From the outset of the COVID-19 health crisis, CNES has instituted teleworking across the agency in line with government guidance. This policy has been able to build on existing teleworking arrangements, an appropriately scaled information system and permanent labour dialogue, underscored by a shared commitment to preserving the health of the agency’s employees, aiding the national effort and keeping missions on track. After initially transitioning all activities to teleworking at the start of the first lockdown period, including critical activities like Mars spacecraft operations, more than three-quarters of the agency’s personnel are today working from home to accomplish its missions.
To cushion the impact of the health crisis, CNES rapidly rolled out a series of support measures to help the space ecosystem weather the storm and stay competitive.
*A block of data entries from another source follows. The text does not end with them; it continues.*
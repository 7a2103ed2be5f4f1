use async_trait::async_trait;

use crate::{
    error::GatewayError,
    post::{NewPost, Post, PostId, VoteChanges, VoteColumn},
};

pub mod memory;
pub mod rest;

pub use memory::MemoryGateway;
pub use rest::RestGateway;

/// Row cap for every listing.
pub const FETCH_LIMIT: usize = 100;

/// A listing request. Sorting is always descending.
#[derive(Debug, Clone, PartialEq, Eq)]
pub struct PostQuery {
    /// `None` lists every category.
    pub category: Option<String>,
    /// `None` keeps the backend's default order.
    pub sort: Option<VoteColumn>,
    pub limit: usize,
}

/// The remote "posts" collection.
#[async_trait]
pub trait Gateway: Send + Sync {
    async fn fetch_posts(&self, query: &PostQuery) -> Result<Vec<Post>, GatewayError>;

    /// Creates a row. The backend assigns id, timestamp and zeroed counters.
    async fn insert_post(&self, post: &NewPost) -> Result<Post, GatewayError>;

    /// Writes the given columns and returns the full updated row.
    async fn update_votes(&self, id: &PostId, changes: &VoteChanges)
        -> Result<Post, GatewayError>;
}
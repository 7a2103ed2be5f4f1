use crossterm::event::{KeyCode, KeyEvent, KeyModifiers};

use crate::{
    form::{FormEdit, FormField},
    post::VoteColumn,
    store::{Action, CategoryFilter, Store},
};

/// Translates a key press into an action for the current screen state.
///
/// A pending notice is modal: only dismissing it (or Ctrl-C) gets through.
pub fn action_for(key: KeyEvent, store: &Store) -> Option<Action> {
    if key.modifiers.contains(KeyModifiers::CONTROL) {
        return match key.code {
            KeyCode::Char('c') => Some(Action::Quit),
            _ => None,
        };
    }

    if store.notice().is_some() {
        return match key.code {
            KeyCode::Enter | KeyCode::Esc => Some(Action::DismissNotice),
            _ => None,
        };
    }

    if let Some(form) = store.form() {
        let edit = match key.code {
            KeyCode::Esc => return Some(Action::ToggleForm),
            KeyCode::Enter => return Some(Action::SubmitForm),
            KeyCode::Tab => FormEdit::NextField,
            KeyCode::BackTab => FormEdit::PreviousField,
            KeyCode::Backspace => FormEdit::Backspace,
            KeyCode::Right if form.focus == FormField::Category => FormEdit::NextCategory,
            KeyCode::Left if form.focus == FormField::Category => FormEdit::PreviousCategory,
            KeyCode::Char(c) => FormEdit::Insert(c),
            _ => return None,
        };
        return Some(Action::EditForm(edit));
    }

    // The list is hidden behind the loading indicator, so there is nothing to
    // vote on.
    let vote = |column| {
        if store.is_loading() {
            return None;
        }
        store.selected_post().map(|post| Action::Vote {
            id: post.id.clone(),
            column,
        })
    };

    match key.code {
        KeyCode::Char('q') | KeyCode::Esc => Some(Action::Quit),
        KeyCode::Down | KeyCode::Char('j') => Some(Action::SelectNext),
        KeyCode::Up | KeyCode::Char('k') => Some(Action::SelectPrevious),
        KeyCode::Char('1') => vote(VoteColumn::Interesting),
        KeyCode::Char('2') => vote(VoteColumn::Mindblowing),
        KeyCode::Char('3') => vote(VoteColumn::False),
        KeyCode::Char('i') => Some(Action::ToggleSort(VoteColumn::Interesting)),
        KeyCode::Char('m') => Some(Action::ToggleSort(VoteColumn::Mindblowing)),
        KeyCode::Char('x') => Some(Action::ToggleSort(VoteColumn::False)),
        KeyCode::Char('a') => Some(Action::SelectFilter(CategoryFilter::All)),
        KeyCode::Char('c') => Some(Action::SelectFilter(store.filter().cycle(true))),
        KeyCode::Char('C') => Some(Action::SelectFilter(store.filter().cycle(false))),
        KeyCode::Char('r') => Some(Action::Refresh),
        KeyCode::Char('n') => Some(Action::ToggleForm),
        KeyCode::Char('t') => Some(Action::ToggleTheme),
        _ => None,
    }
}
use ratatui::{layout::Rect, Frame};

use super::ui::Palette;
use crate::store::Store;

pub(crate) trait Component {
    fn render(&self, f: &mut Frame, area: Rect, store: &Store, palette: &Palette);
}

pub(crate) mod form;
pub(crate) mod header;
pub(crate) mod notice;
pub(crate) mod post_list;
pub(crate) mod sidebar;
pub(crate) mod sort_bar;

pub(crate) use form::FormComponent;
pub(crate) use header::HeaderComponent;
pub(crate) use notice::NoticeComponent;
pub(crate) use post_list::PostListComponent;
pub(crate) use sidebar::SidebarComponent;
pub(crate) use sort_bar::SortBarComponent;
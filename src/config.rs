use std::{
    fs::File,
    io::{self, BufReader},
    path::{Path, PathBuf},
};

use serde::Deserialize;

use crate::error::AppError;

#[derive(Debug, Deserialize)]
pub struct Config {
    /// Backend base URL, e.g. `https://abcd.supabase.co`.
    #[serde(default)]
    pub url: String,
    /// API key sent as both `apikey` and bearer token.
    #[serde(default)]
    pub key: String,

    #[serde(default = "default_table")]
    pub table: String,
    #[serde(default = "default_log_file")]
    pub log_file: PathBuf,
}

fn default_table() -> String {
    "posts".to_owned()
}

fn default_log_file() -> PathBuf {
    PathBuf::from(".postboard.log")
}

impl Default for Config {
    fn default() -> Self {
        Self {
            url: String::new(),
            key: String::new(),
            table: default_table(),
            log_file: default_log_file(),
        }
    }
}

impl Config {
    /// Reads the YAML config at `path`. With `allow_missing`, an absent file
    /// yields the defaults instead of an error.
    pub fn load(path: &Path, allow_missing: bool) -> Result<Self, AppError> {
        let file = match File::open(path) {
            Ok(f) => BufReader::new(f),
            Err(e) if allow_missing && e.kind() == io::ErrorKind::NotFound => {
                return Ok(Self::default())
            }
            Err(e) => return Err(AppError::ConfigOpen(e)),
        };

        Self::from_reader(file)
    }

    pub fn from_reader<R: io::Read>(reader: R) -> Result<Self, AppError> {
        let cfg: Self = serde_yaml::from_reader(reader).map_err(AppError::ConfigParse)?;
        Ok(cfg)
    }

    /// Checks the fields the REST gateway needs.
    pub fn require_remote(&self) -> Result<(), AppError> {
        if self.url.is_empty() {
            return Err(AppError::ConfigMissing("url"));
        }
        if self.key.is_empty() {
            return Err(AppError::ConfigMissing("key"));
        }

        Ok(())
    }
}
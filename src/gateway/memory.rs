use std::sync::{Mutex, MutexGuard};

use async_trait::async_trait;
use chrono::{Duration, Utc};

use crate::{
    error::GatewayError,
    post::{NewPost, Post, PostId, VoteChanges},
};

use super::{Gateway, PostQuery};

/// In-process stand-in for the remote table.
///
/// Rows are kept in insertion order, which is also the "default" order when a
/// query has no sort.
#[derive(Default)]
pub struct MemoryGateway {
    inner: Mutex<Inner>,
}

#[derive(Default)]
struct Inner {
    rows: Vec<Post>,
    next_id: i64,
    fail_next: Option<String>,
}

impl MemoryGateway {
    pub fn with_rows(rows: Vec<Post>) -> Self {
        let next_id = rows
            .iter()
            .filter_map(|p| match p.id {
                PostId::Number(v) => Some(v),
                PostId::String(_) => None,
            })
            .max()
            .unwrap_or_default();

        Self {
            inner: Mutex::new(Inner {
                rows,
                next_id,
                fail_next: None,
            }),
        }
    }

    /// A handful of posts for `--demo`.
    pub fn with_sample_posts() -> Self {
        let now = Utc::now();
        let seed = [
            (
                "React is being developed by Meta (formerly facebook)",
                "https://opensource.fb.com/",
                "technology",
                (24, 9, 4),
                Duration::days(2),
            ),
            (
                "Millennial dads spend 3 times as much time with their kids than their fathers spent with them",
                "https://www.mother.ly/parenting/millennial-dads-spend-more-time-with-their-kids",
                "society",
                (11, 2, 0),
                Duration::hours(7),
            ),
            (
                "Lisbon is the capital of Portugal",
                "https://en.wikipedia.org/wiki/Lisbon",
                "society",
                (8, 3, 1),
                Duration::days(45),
            ),
            (
                "Octopuses have three hearts and blue blood",
                "https://ocean.si.edu/ocean-life/invertebrates/octopuses",
                "science",
                (17, 21, 2),
                Duration::minutes(12),
            ),
            (
                "The Great Wall of China is visible from the Moon",
                "https://www.nasa.gov/",
                "history",
                (2, 1, 13),
                Duration::days(400),
            ),
        ];

        let rows = seed
            .into_iter()
            .zip(1..)
            .map(|((text, source, category, votes, age), id)| Post {
                id: PostId::Number(id),
                text: text.to_owned(),
                source: source.to_owned(),
                category: category.to_owned(),
                created_at: now - age,
                vote_interesting: votes.0,
                vote_mindblowing: votes.1,
                vote_false: votes.2,
            })
            .collect();

        Self::with_rows(rows)
    }

    /// Makes the next call fail with a server error.
    #[cfg(test)]
    pub fn fail_next(&self, message: &str) {
        self.lock().fail_next = Some(message.to_owned());
    }

    #[cfg(test)]
    pub fn rows(&self) -> Vec<Post> {
        self.lock().rows.clone()
    }

    fn lock(&self) -> MutexGuard<'_, Inner> {
        self.inner.lock().unwrap_or_else(|e| e.into_inner())
    }
}

impl Inner {
    fn check(&mut self) -> Result<(), GatewayError> {
        match self.fail_next.take() {
            Some(message) => Err(GatewayError::Server {
                code: "500".to_owned(),
                message,
            }),
            None => Ok(()),
        }
    }
}

#[async_trait]
impl Gateway for MemoryGateway {
    async fn fetch_posts(&self, query: &PostQuery) -> Result<Vec<Post>, GatewayError> {
        let mut inner = self.lock();
        inner.check()?;

        let mut posts: Vec<Post> = inner
            .rows
            .iter()
            .filter(|p| query.category.as_deref().map_or(true, |c| p.category == c))
            .cloned()
            .collect();
        if let Some(column) = query.sort {
            posts.sort_by(|a, b| b.votes(column).cmp(&a.votes(column)));
        }
        posts.truncate(query.limit);

        Ok(posts)
    }

    async fn insert_post(&self, post: &NewPost) -> Result<Post, GatewayError> {
        let mut inner = self.lock();
        inner.check()?;

        inner.next_id += 1;
        let row = Post {
            id: PostId::Number(inner.next_id),
            text: post.text.clone(),
            source: post.source.clone(),
            category: post.category.clone(),
            created_at: Utc::now(),
            vote_interesting: 0,
            vote_mindblowing: 0,
            vote_false: 0,
        };
        inner.rows.push(row.clone());

        Ok(row)
    }

    async fn update_votes(
        &self,
        id: &PostId,
        changes: &VoteChanges,
    ) -> Result<Post, GatewayError> {
        let mut inner = self.lock();
        inner.check()?;

        let row = inner
            .rows
            .iter_mut()
            .find(|p| &p.id == id)
            .ok_or_else(|| GatewayError::NotFound(id.clone()))?;
        for (column, value) in changes {
            row.set_votes(*column, *value);
        }

        Ok(row.clone())
    }
}

#[cfg(test)]
mod tests {
    use super::*;
    use crate::{
        gateway::FETCH_LIMIT,
        post::{sample, VoteColumn},
    };

    fn query(category: Option<&str>, sort: Option<VoteColumn>) -> PostQuery {
        PostQuery {
            category: category.map(str::to_owned),
            sort,
            limit: FETCH_LIMIT,
        }
    }

    #[tokio::test]
    async fn filters_and_sorts() {
        let gateway = MemoryGateway::with_rows(vec![
            sample(1, "science", (1, 0, 5)),
            sample(2, "news", (0, 0, 9)),
            sample(3, "science", (0, 0, 7)),
        ]);

        let posts = gateway
            .fetch_posts(&query(Some("science"), Some(VoteColumn::False)))
            .await
            .unwrap();
        let ids: Vec<_> = posts.iter().map(|p| p.id.clone()).collect();

        assert_eq!(ids, vec![PostId::Number(3), PostId::Number(1)]);
    }

    #[tokio::test]
    async fn respects_limit() {
        let rows = (1..=150).map(|i| sample(i, "news", (0, 0, 0))).collect();
        let gateway = MemoryGateway::with_rows(rows);

        let posts = gateway.fetch_posts(&query(None, None)).await.unwrap();
        assert_eq!(posts.len(), FETCH_LIMIT);
    }

    #[tokio::test]
    async fn insert_assigns_id_and_zeroes_votes() {
        let gateway = MemoryGateway::with_rows(vec![sample(7, "news", (1, 1, 1))]);
        let post = gateway
            .insert_post(&NewPost {
                text: "hello".to_owned(),
                source: "https://example.com".to_owned(),
                category: "news".to_owned(),
            })
            .await
            .unwrap();

        assert_eq!(post.id, PostId::Number(8));
        assert_eq!(
            (post.vote_interesting, post.vote_mindblowing, post.vote_false),
            (0, 0, 0)
        );
        assert_eq!(gateway.rows().len(), 2);
    }

    #[tokio::test]
    async fn update_unknown_id_is_not_found() {
        let gateway = MemoryGateway::default();
        let err = gateway
            .update_votes(&PostId::Number(1), &VoteChanges::new())
            .await
            .unwrap_err();

        assert!(matches!(err, GatewayError::NotFound(PostId::Number(1))));
    }

    #[tokio::test]
    async fn injected_failure_is_one_shot() {
        let gateway = MemoryGateway::default();
        gateway.fail_next("boom");

        assert!(gateway.fetch_posts(&query(None, None)).await.is_err());
        assert!(gateway.fetch_posts(&query(None, None)).await.is_ok());
    }

    #[test]
    fn sample_posts_use_registered_categories() {
        let gateway = MemoryGateway::with_sample_posts();
        for post in gateway.rows() {
            assert!(crate::category::find(&post.category).is_some());
        }
    }
}
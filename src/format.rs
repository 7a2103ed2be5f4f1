use chrono::{DateTime, Utc};

/// Relative age label, e.g. `42s ago`, `3h ago`, `2mo ago`.
///
/// Months are 30 days and years 12 months. Timestamps in the future count as
/// zero seconds.
pub fn time_ago(created_at: DateTime<Utc>, now: DateTime<Utc>) -> String {
    let seconds = (now - created_at).num_seconds().max(0);
    if seconds < 60 {
        return format!("{seconds}s ago");
    }

    let minutes = seconds / 60;
    if minutes < 60 {
        return format!("{minutes}m ago");
    }

    let hours = minutes / 60;
    if hours < 24 {
        return format!("{hours}h ago");
    }

    let days = hours / 24;
    if days < 30 {
        return format!("{days}d ago");
    }

    let months = days / 30;
    if months < 12 {
        return format!("{months}mo ago");
    }

    format!("{}y ago", months / 12)
}

#[cfg(test)]
mod tests {
    use chrono::Duration;

    use super::*;

    fn ago(delta: Duration) -> String {
        let now = DateTime::from_timestamp(1_800_000_000, 0).unwrap();
        time_ago(now - delta, now)
    }

    #[test]
    fn buckets() {
        assert_eq!(ago(Duration::seconds(0)), "0s ago");
        assert_eq!(ago(Duration::seconds(59)), "59s ago");
        assert_eq!(ago(Duration::seconds(60)), "1m ago");
        assert_eq!(ago(Duration::minutes(59)), "59m ago");
        assert_eq!(ago(Duration::hours(1)), "1h ago");
        assert_eq!(ago(Duration::hours(23)), "23h ago");
        assert_eq!(ago(Duration::days(1)), "1d ago");
        assert_eq!(ago(Duration::days(29)), "29d ago");
        assert_eq!(ago(Duration::days(30)), "1mo ago");
        assert_eq!(ago(Duration::days(359)), "11mo ago");
        assert_eq!(ago(Duration::days(360)), "1y ago");
        assert_eq!(ago(Duration::days(800)), "2y ago");
    }

    #[test]
    fn sub_second_parts_are_floored() {
        assert_eq!(ago(Duration::milliseconds(61_999)), "1m ago");
    }

    #[test]
    fn future_timestamps_clamp_to_zero() {
        assert_eq!(ago(Duration::seconds(-30)), "0s ago");
    }
}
During the first lockdown, it set up a Space Economy Observatory to provide an overview of the difficulties that firms were encountering and relay them to CNES, ESA and overseeing ministries in order to tailor support to the situation.
Teleworking has been the rule for all firms, obliging them to adapt and accelerate their digital transformation. While the COVID-19 health crisis has forced some to shut down production lines for several weeks and highlighted the need to ramp up digitization of manufacturing processes, companies have responded quickly by modifying workstations and organizing duty rotas to enable production to resume in strict accordance with safety protocols. By September 2020, all manufacturing businesses had restored more than 80% of their production capacity.
French NewSpace players like CLS subsidiary KINEIS, now in the top 40 French tech start-ups on the Next40 list for 2021, have come through the crisis and succeeded in raising significant funding (€100 million). Other service providers have increased sales, notably in the field of environmental monitoring and industrial production tracking.
While support measures have enabled the industry to limit the impact of the health crisis on revenues, cashflow is going to take longer to recover. The government recovery plan, with a €365-million stimulus package for the space sector, is thus designed to maintain the French space ecosystem’s edge in a fiercely competitive international and European market.